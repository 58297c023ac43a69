use axum::{
    Json, Router,
    extract::{Path, Query, State},
    http::StatusCode,
    routing::{get, patch, post, put},
};
use uuid::Uuid;

use crate::{
    dto::{
        admin::{InventoryAdjustRequest, LowStockList, LowStockQuery, UpdateUserRequest, UserList},
        orders::{OrderList, OrderWithItems, UpdateOrderStatusRequest},
        products::{CreateProductRequest, UpdateProductRequest},
        promotions::{CreatePromotionRequest, PromotionList, UpdatePromotionRequest},
    },
    error::AppResult,
    middleware::auth::AuthUser,
    models::{Order, Product, Promotion, User},
    response::ApiResponse,
    routes::params::{OrderListQuery, Pagination},
    services::{admin_service, product_service, promotion_service},
    state::AppState,
};

pub fn router() -> Router<AppState> {
    Router::new()
        .route("/orders", get(list_all_orders))
        .route("/orders/{id}", get(get_order_admin))
        .route("/orders/{id}/status", patch(update_order_status))
        .route("/products", post(create_product))
        .route("/products/{id}", put(update_product).delete(delete_product))
        .route("/inventory/low-stock", get(list_low_stock))
        .route("/inventory/{id}", patch(adjust_inventory))
        .route("/promotions", get(list_promotions).post(create_promotion))
        .route(
            "/promotions/{id}",
            get(get_promotion)
                .put(update_promotion)
                .delete(delete_promotion),
        )
        .route("/users", get(list_users))
        .route(
            "/users/{id}",
            get(get_user).put(update_user).delete(delete_user),
        )
}

#[utoipa::path(
    get,
    path = "/api/admin/orders",
    params(
        ("page" = Option<i64>, Query, description = "Page number, default 1"),
        ("per_page" = Option<i64>, Query, description = "Items per page, default 20"),
        ("status" = Option<String>, Query, description = "Filter by shipping status"),
        ("sort_order" = Option<String>, Query, description = "Sort order: asc, desc")
    ),
    responses(
        (status = 200, description = "Get all orders (admin only)", body = ApiResponse<OrderList>),
        (status = 403, description = "Forbidden"),
    ),
    security(("bearer_auth" = [])),
    tag = "Admin"
)]
pub async fn list_all_orders(
    State(state): State<AppState>,
    user: AuthUser,
    Query(query): Query<OrderListQuery>,
) -> AppResult<Json<ApiResponse<OrderList>>> {
    let resp = admin_service::list_all_orders(&state, &user, query).await?;
    Ok(Json(resp))
}

#[utoipa::path(
    get,
    path = "/api/admin/orders/{id}",
    params(
        ("id" = Uuid, Path, description = "Order ID")
    ),
    responses(
        (status = 200, description = "Get any order with items (admin only)", body = ApiResponse<OrderWithItems>),
        (status = 404, description = "Not Found"),
        (status = 403, description = "Forbidden"),
    ),
    security(("bearer_auth" = [])),
    tag = "Admin"
)]
pub async fn get_order_admin(
    State(state): State<AppState>,
    user: AuthUser,
    Path(id): Path<Uuid>,
) -> AppResult<Json<ApiResponse<OrderWithItems>>> {
    let resp = admin_service::get_order_admin(&state, &user, id).await?;
    Ok(Json(resp))
}

#[utoipa::path(
    patch,
    path = "/api/admin/orders/{id}/status",
    params(
        ("id" = Uuid, Path, description = "Order ID")
    ),
    request_body = UpdateOrderStatusRequest,
    responses(
        (status = 200, description = "Update shipping status", body = ApiResponse<Order>),
        (status = 400, description = "Invalid status"),
        (status = 403, description = "Forbidden"),
        (status = 404, description = "Not Found"),
    ),
    security(("bearer_auth" = [])),
    tag = "Admin"
)]
pub async fn update_order_status(
    State(state): State<AppState>,
    user: AuthUser,
    Path(id): Path<Uuid>,
    Json(payload): Json<UpdateOrderStatusRequest>,
) -> AppResult<Json<ApiResponse<Order>>> {
    let resp = admin_service::update_order_status(&state, &user, id, payload).await?;
    Ok(Json(resp))
}

#[utoipa::path(
    post,
    path = "/api/admin/products",
    request_body = CreateProductRequest,
    responses(
        (status = 201, description = "Create product", body = ApiResponse<Product>),
        (status = 400, description = "Invalid product"),
        (status = 403, description = "Forbidden"),
        (status = 409, description = "Product name already exists"),
    ),
    security(("bearer_auth" = [])),
    tag = "Admin"
)]
pub async fn create_product(
    State(state): State<AppState>,
    user: AuthUser,
    Json(payload): Json<CreateProductRequest>,
) -> AppResult<(StatusCode, Json<ApiResponse<Product>>)> {
    let resp = product_service::create_product(&state, &user, payload).await?;
    Ok((StatusCode::CREATED, Json(resp)))
}

#[utoipa::path(
    put,
    path = "/api/admin/products/{id}",
    params(
        ("id" = i64, Path, description = "Product ID")
    ),
    request_body = UpdateProductRequest,
    responses(
        (status = 200, description = "Update product", body = ApiResponse<Product>),
        (status = 403, description = "Forbidden"),
        (status = 404, description = "Not Found"),
    ),
    security(("bearer_auth" = [])),
    tag = "Admin"
)]
pub async fn update_product(
    State(state): State<AppState>,
    user: AuthUser,
    Path(id): Path<i64>,
    Json(payload): Json<UpdateProductRequest>,
) -> AppResult<Json<ApiResponse<Product>>> {
    let resp = product_service::update_product(&state, &user, id, payload).await?;
    Ok(Json(resp))
}

#[utoipa::path(
    delete,
    path = "/api/admin/products/{id}",
    params(
        ("id" = i64, Path, description = "Product ID")
    ),
    responses(
        (status = 200, description = "Delete product"),
        (status = 403, description = "Forbidden"),
        (status = 404, description = "Not Found"),
        (status = 409, description = "Product is referenced by orders"),
    ),
    security(("bearer_auth" = [])),
    tag = "Admin"
)]
pub async fn delete_product(
    State(state): State<AppState>,
    user: AuthUser,
    Path(id): Path<i64>,
) -> AppResult<Json<ApiResponse<serde_json::Value>>> {
    let resp = product_service::delete_product(&state, &user, id).await?;
    Ok(Json(resp))
}

#[utoipa::path(
    get,
    path = "/api/admin/inventory/low-stock",
    params(
        ("threshold" = Option<i32>, Query, description = "Stock threshold, defaults to LOW_STOCK_THRESHOLD"),
        ("page" = Option<i64>, Query, description = "Page number, default 1"),
        ("per_page" = Option<i64>, Query, description = "Items per page, default 20")
    ),
    responses(
        (status = 200, description = "List low stock products", body = ApiResponse<LowStockList>),
        (status = 403, description = "Forbidden")
    ),
    security(("bearer_auth" = [])),
    tag = "Admin"
)]
pub async fn list_low_stock(
    State(state): State<AppState>,
    user: AuthUser,
    Query(query): Query<LowStockQuery>,
) -> AppResult<Json<ApiResponse<LowStockList>>> {
    let resp = admin_service::list_low_stock(&state, &user, query).await?;
    Ok(Json(resp))
}

#[utoipa::path(
    patch,
    path = "/api/admin/inventory/{id}",
    params(
        ("id" = i64, Path, description = "Product ID")
    ),
    request_body = InventoryAdjustRequest,
    responses(
        (status = 200, description = "Adjust inventory", body = ApiResponse<Product>),
        (status = 400, description = "Invalid adjustment"),
        (status = 403, description = "Forbidden"),
        (status = 404, description = "Not Found"),
    ),
    security(("bearer_auth" = [])),
    tag = "Admin"
)]
pub async fn adjust_inventory(
    State(state): State<AppState>,
    user: AuthUser,
    Path(id): Path<i64>,
    Json(payload): Json<InventoryAdjustRequest>,
) -> AppResult<Json<ApiResponse<Product>>> {
    let resp = admin_service::adjust_inventory(&state, &user, id, payload).await?;
    Ok(Json(resp))
}

#[utoipa::path(
    get,
    path = "/api/admin/promotions",
    params(
        ("page" = Option<i64>, Query, description = "Page number, default 1"),
        ("per_page" = Option<i64>, Query, description = "Items per page, default 20")
    ),
    responses(
        (status = 200, description = "List promotions", body = ApiResponse<PromotionList>),
        (status = 403, description = "Forbidden")
    ),
    security(("bearer_auth" = [])),
    tag = "Admin"
)]
pub async fn list_promotions(
    State(state): State<AppState>,
    user: AuthUser,
    Query(pagination): Query<Pagination>,
) -> AppResult<Json<ApiResponse<PromotionList>>> {
    let resp = promotion_service::list_promotions(&state, &user, pagination).await?;
    Ok(Json(resp))
}

#[utoipa::path(
    get,
    path = "/api/admin/promotions/{id}",
    params(
        ("id" = i64, Path, description = "Promotion ID")
    ),
    responses(
        (status = 200, description = "Get promotion", body = ApiResponse<Promotion>),
        (status = 403, description = "Forbidden"),
        (status = 404, description = "Not Found"),
    ),
    security(("bearer_auth" = [])),
    tag = "Admin"
)]
pub async fn get_promotion(
    State(state): State<AppState>,
    user: AuthUser,
    Path(id): Path<i64>,
) -> AppResult<Json<ApiResponse<Promotion>>> {
    let resp = promotion_service::get_promotion(&state, &user, id).await?;
    Ok(Json(resp))
}

#[utoipa::path(
    post,
    path = "/api/admin/promotions",
    request_body = CreatePromotionRequest,
    responses(
        (status = 201, description = "Create promotion", body = ApiResponse<Promotion>),
        (status = 400, description = "Invalid promotion value"),
        (status = 403, description = "Forbidden"),
        (status = 409, description = "Code already exists"),
    ),
    security(("bearer_auth" = [])),
    tag = "Admin"
)]
pub async fn create_promotion(
    State(state): State<AppState>,
    user: AuthUser,
    Json(payload): Json<CreatePromotionRequest>,
) -> AppResult<(StatusCode, Json<ApiResponse<Promotion>>)> {
    let resp = promotion_service::create_promotion(&state, &user, payload).await?;
    Ok((StatusCode::CREATED, Json(resp)))
}

#[utoipa::path(
    put,
    path = "/api/admin/promotions/{id}",
    params(
        ("id" = i64, Path, description = "Promotion ID")
    ),
    request_body = UpdatePromotionRequest,
    responses(
        (status = 200, description = "Update promotion", body = ApiResponse<Promotion>),
        (status = 400, description = "Invalid promotion value"),
        (status = 403, description = "Forbidden"),
        (status = 404, description = "Not Found"),
    ),
    security(("bearer_auth" = [])),
    tag = "Admin"
)]
pub async fn update_promotion(
    State(state): State<AppState>,
    user: AuthUser,
    Path(id): Path<i64>,
    Json(payload): Json<UpdatePromotionRequest>,
) -> AppResult<Json<ApiResponse<Promotion>>> {
    let resp = promotion_service::update_promotion(&state, &user, id, payload).await?;
    Ok(Json(resp))
}

#[utoipa::path(
    delete,
    path = "/api/admin/promotions/{id}",
    params(
        ("id" = i64, Path, description = "Promotion ID")
    ),
    responses(
        (status = 200, description = "Delete promotion"),
        (status = 403, description = "Forbidden"),
        (status = 404, description = "Not Found"),
    ),
    security(("bearer_auth" = [])),
    tag = "Admin"
)]
pub async fn delete_promotion(
    State(state): State<AppState>,
    user: AuthUser,
    Path(id): Path<i64>,
) -> AppResult<Json<ApiResponse<serde_json::Value>>> {
    let resp = promotion_service::delete_promotion(&state, &user, id).await?;
    Ok(Json(resp))
}

#[utoipa::path(
    get,
    path = "/api/admin/users",
    params(
        ("page" = Option<i64>, Query, description = "Page number, default 1"),
        ("per_page" = Option<i64>, Query, description = "Items per page, default 20")
    ),
    responses(
        (status = 200, description = "All users (admin only)", body = ApiResponse<UserList>),
        (status = 403, description = "Forbidden"),
    ),
    security(("bearer_auth" = [])),
    tag = "Admin"
)]
pub async fn list_users(
    State(state): State<AppState>,
    user: AuthUser,
    Query(pagination): Query<Pagination>,
) -> AppResult<Json<ApiResponse<UserList>>> {
    let resp = admin_service::list_users(&state, &user, pagination).await?;
    Ok(Json(resp))
}

#[utoipa::path(
    get,
    path = "/api/admin/users/{id}",
    params(
        ("id" = Uuid, Path, description = "User ID")
    ),
    responses(
        (status = 200, description = "Get user (admin only)", body = ApiResponse<User>),
        (status = 403, description = "Forbidden"),
        (status = 404, description = "User not found"),
    ),
    security(("bearer_auth" = [])),
    tag = "Admin"
)]
pub async fn get_user(
    State(state): State<AppState>,
    user: AuthUser,
    Path(id): Path<Uuid>,
) -> AppResult<Json<ApiResponse<User>>> {
    let resp = admin_service::get_user(&state, &user, id).await?;
    Ok(Json(resp))
}

#[utoipa::path(
    put,
    path = "/api/admin/users/{id}",
    params(
        ("id" = Uuid, Path, description = "User ID")
    ),
    request_body = UpdateUserRequest,
    responses(
        (status = 200, description = "User updated (admin only)", body = ApiResponse<User>),
        (status = 400, description = "Invalid username, email or role"),
        (status = 403, description = "Forbidden"),
        (status = 404, description = "User not found"),
        (status = 409, description = "Username or email already taken"),
    ),
    security(("bearer_auth" = [])),
    tag = "Admin"
)]
pub async fn update_user(
    State(state): State<AppState>,
    user: AuthUser,
    Path(id): Path<Uuid>,
    Json(payload): Json<UpdateUserRequest>,
) -> AppResult<Json<ApiResponse<User>>> {
    let resp = admin_service::update_user(&state, &user, id, payload).await?;
    Ok(Json(resp))
}

#[utoipa::path(
    delete,
    path = "/api/admin/users/{id}",
    params(
        ("id" = Uuid, Path, description = "User ID")
    ),
    responses(
        (status = 200, description = "User deleted (admin only)"),
        (status = 400, description = "Admins cannot delete themselves"),
        (status = 403, description = "Forbidden"),
        (status = 404, description = "User not found"),
        (status = 409, description = "User has existing orders"),
    ),
    security(("bearer_auth" = [])),
    tag = "Admin"
)]
pub async fn delete_user(
    State(state): State<AppState>,
    user: AuthUser,
    Path(id): Path<Uuid>,
) -> AppResult<Json<ApiResponse<serde_json::Value>>> {
    let resp = admin_service::delete_user(&state, &user, id).await?;
    Ok(Json(resp))
}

YOUR ASSIGNMENT ->
Wherever a line above contains "patch", copy that line.

RESULT FOR THIS TASK ->
    routing::{get, patch, post, put},
        .route("/orders/{id}/status", patch(update_order_status))
        .route("/inventory/{id}", patch(adjust_inventory))
    patch,
    patch,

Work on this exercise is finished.